PROVIDED ENTRIES START

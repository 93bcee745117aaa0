use std::sync::Arc;

use anyhow::{Context, Result};
use winit::application::ApplicationHandler;
use winit::dpi::PhysicalSize;
use winit::event::WindowEvent;
use winit::event_loop::{ActiveEventLoop, ControlFlow, EventLoop};
use winit::window::{Window, WindowId};

use studio_engine::binding::{EngineBinding, Uninitialized};
use studio_engine::coords::CanvasSize;
use studio_engine::device::WindowCanvas;
use studio_engine::module::ModuleLoader;

use crate::canvas::{step_canvas, MAX_CANVAS_EDGE, MIN_CANVAS_EDGE};
use crate::config::ShellConfig;
use crate::input::{translate_window_event, PointerTracker, ShellCommand, ShellInput};
use crate::shell::Shell;

/// Opens the studio window and runs the event loop until it is closed.
///
/// The engine module comes from `loader`; it is loaded and instantiated once
/// the window exists.
pub fn run<L>(config: ShellConfig, loader: L) -> Result<()>
where
    L: ModuleLoader + 'static,
{
    let event_loop = EventLoop::new().context("failed to create winit EventLoop")?;
    event_loop.set_control_flow(ControlFlow::Wait);

    let mut app = StudioApp::new(config, loader);

    event_loop
        .run_app(&mut app)
        .context("winit event loop terminated with error")?;

    Ok(())
}

struct StudioApp<L: ModuleLoader> {
    config: ShellConfig,
    shell: Shell<L>,
    pending: Option<EngineBinding<L, Uninitialized>>,
    window: Option<Arc<Window>>,
    pointer: PointerTracker,
}

impl<L: ModuleLoader> StudioApp<L> {
    fn new(config: ShellConfig, loader: L) -> Self {
        Self {
            shell: Shell::new(&config),
            pending: Some(EngineBinding::new(loader)),
            pointer: PointerTracker::default(),
            window: None,
            config,
        }
    }

    fn create_window(&mut self, event_loop: &ActiveEventLoop) -> Result<Arc<Window>> {
        let size = self.shell.canvas_size();
        let attrs = Window::default_attributes()
            .with_title(self.config.title.clone())
            .with_inner_size(PhysicalSize::new(size.width, size.height))
            .with_min_inner_size(PhysicalSize::new(MIN_CANVAS_EDGE, MIN_CANVAS_EDGE))
            .with_max_inner_size(PhysicalSize::new(MAX_CANVAS_EDGE, MAX_CANVAS_EDGE));

        let window = event_loop
            .create_window(attrs)
            .context("failed to create window")?;

        Ok(Arc::new(window))
    }

    /// Loads the module, creates the instance, and binds the window surface.
    ///
    /// Failures are logged; the shell then keeps running without an engine.
    fn start_engine(&mut self, window: Arc<Window>) {
        let Some(binding) = self.pending.take() else {
            return;
        };

        let mut engine = match pollster::block_on(binding.initialize()) {
            Ok(engine) => engine,
            Err(err) => {
                log::error!("failed to initialize design engine: {err}");
                return;
            }
        };

        if let Err(err) = engine.set_canvas(WindowCanvas::new(window)) {
            log::error!("engine runs without drawing: {err}");
        }

        log::info!(
            "design engine ready (handle {:?}, drawing {})",
            engine.handle(),
            if engine.has_surface() { "on" } else { "off" }
        );
        self.shell.attach(engine);
    }

    fn apply(&mut self, input: ShellInput) {
        match input {
            ShellInput::PointerDown(pos) => {
                if let Some(index) = self.shell.pointer_down(pos) {
                    log::debug!("drew rectangle {}", index.index());
                }
            }
            ShellInput::PointerMove(pos) => self.shell.pointer_move(pos),
            ShellInput::PointerUp(pos) => self.shell.pointer_up(pos),
            ShellInput::Command(cmd) => self.run_command(cmd),
        }
    }

    fn run_command(&mut self, cmd: ShellCommand) {
        match cmd {
            ShellCommand::AddRectangle => {
                if let Some(index) = self.shell.add_random_rectangle() {
                    log::debug!("added rectangle {}", index.index());
                }
            }
            ShellCommand::AddColoredRectangle => {
                if let Some(index) = self.shell.add_random_colored_rectangle() {
                    log::debug!("added colored rectangle {}", index.index());
                }
            }
            ShellCommand::ClearShapes => self.shell.clear_shapes(),
            ShellCommand::ToggleDrawMode => {
                self.shell.toggle_draw_mode();
                self.refresh_title();
            }
            ShellCommand::ResizeCanvas { dw, dh } => {
                let target = step_canvas(self.shell.canvas_size(), dw, dh);
                let size = self.shell.set_canvas_size(target);
                if let Some(window) = &self.window {
                    let _ = window.request_inner_size(PhysicalSize::new(size.width, size.height));
                }
            }
        }
    }

    fn refresh_title(&self) {
        let Some(window) = &self.window else {
            return;
        };

        let engine = if self.shell.is_engine_loaded() { "loaded" } else { "not loaded" };
        let mode = if self.shell.draw_mode() { ", draw mode" } else { "" };
        window.set_title(&format!("{} (engine {engine}{mode})", self.config.title));
    }

    fn request_redraw(&self) {
        if let Some(window) = &self.window {
            window.request_redraw();
        }
    }
}

impl<L: ModuleLoader> ApplicationHandler for StudioApp<L> {
    fn resumed(&mut self, event_loop: &ActiveEventLoop) {
        if self.window.is_some() {
            return;
        }

        let window = match self.create_window(event_loop) {
            Ok(window) => window,
            Err(err) => {
                log::error!("{err:#}");
                event_loop.exit();
                return;
            }
        };

        self.window = Some(window.clone());
        self.start_engine(window);
        self.refresh_title();
        self.request_redraw();
    }

    fn window_event(&mut self, event_loop: &ActiveEventLoop, _id: WindowId, event: WindowEvent) {
        if let Some(input) = translate_window_event(&mut self.pointer, &event) {
            self.apply(input);
            self.request_redraw();
            return;
        }

        match event {
            WindowEvent::CloseRequested => {
                if self.shell.shutdown().is_some() {
                    log::info!("design engine destroyed");
                }
                event_loop.exit();
            }

            WindowEvent::Resized(size) => {
                if self.shell.window_resized(CanvasSize::new(size.width, size.height)).is_some() {
                    self.request_redraw();
                }
            }

            WindowEvent::RedrawRequested => self.shell.render(),

            _ => {}
        }
    }
}
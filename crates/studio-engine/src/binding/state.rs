use std::rc::Rc;

use crate::module::{EngineHandle, EngineModule};

/// No engine instance yet.
#[derive(Debug, Default)]
pub struct Uninitialized;

/// An engine instance is live.
pub struct Ready<M: EngineModule> {
    pub(super) instance: EngineInstance<M>,
}

/// The instance was released; the module stays cached for a later `initialize`.
#[derive(Debug, Default)]
pub struct Destroyed;

/// Lifecycle states from which `initialize` may run.
pub trait Dormant: sealed::Sealed {}

impl Dormant for Uninitialized {}
impl Dormant for Destroyed {}

mod sealed {
    pub trait Sealed {}
    impl Sealed for super::Uninitialized {}
    impl Sealed for super::Destroyed {}
}

/// One engine instance: a handle plus the module that issued it.
///
/// The handle is released through the module exactly once, when the instance
/// is dropped.
pub struct EngineInstance<M: EngineModule> {
    module: Rc<M>,
    handle: EngineHandle,
}

impl<M: EngineModule> EngineInstance<M> {
    pub(super) fn create(module: Rc<M>) -> Option<Self> {
        let handle = module.create()?;
        Some(Self { module, handle })
    }

    #[inline]
    pub fn handle(&self) -> EngineHandle {
        self.handle
    }

    #[inline]
    pub fn module(&self) -> &M {
        &self.module
    }
}

impl<M: EngineModule> Drop for EngineInstance<M> {
    fn drop(&mut self) {
        self.module.destroy(self.handle);
        log::debug!("engine instance {} destroyed", self.handle.raw());
    }
}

PROVIDED ENTRIES END

> **ACTIVITY**
When you reach the line containing "use winit::dpi::PhysicalSize;" in the data above, start copying exactly, and stop after the line containing "use studio_engine::device::WindowCanvas;".

> **SOLUTION TO THE EXERCISE**
use winit::dpi::PhysicalSize;
use winit::event::WindowEvent;
use winit::event_loop::{ActiveEventLoop, ControlFlow, EventLoop};
use winit::window::{Window, WindowId};

use studio_engine::binding::{EngineBinding, Uninitialized};
use studio_engine::coords::CanvasSize;
use studio_engine::device::WindowCanvas;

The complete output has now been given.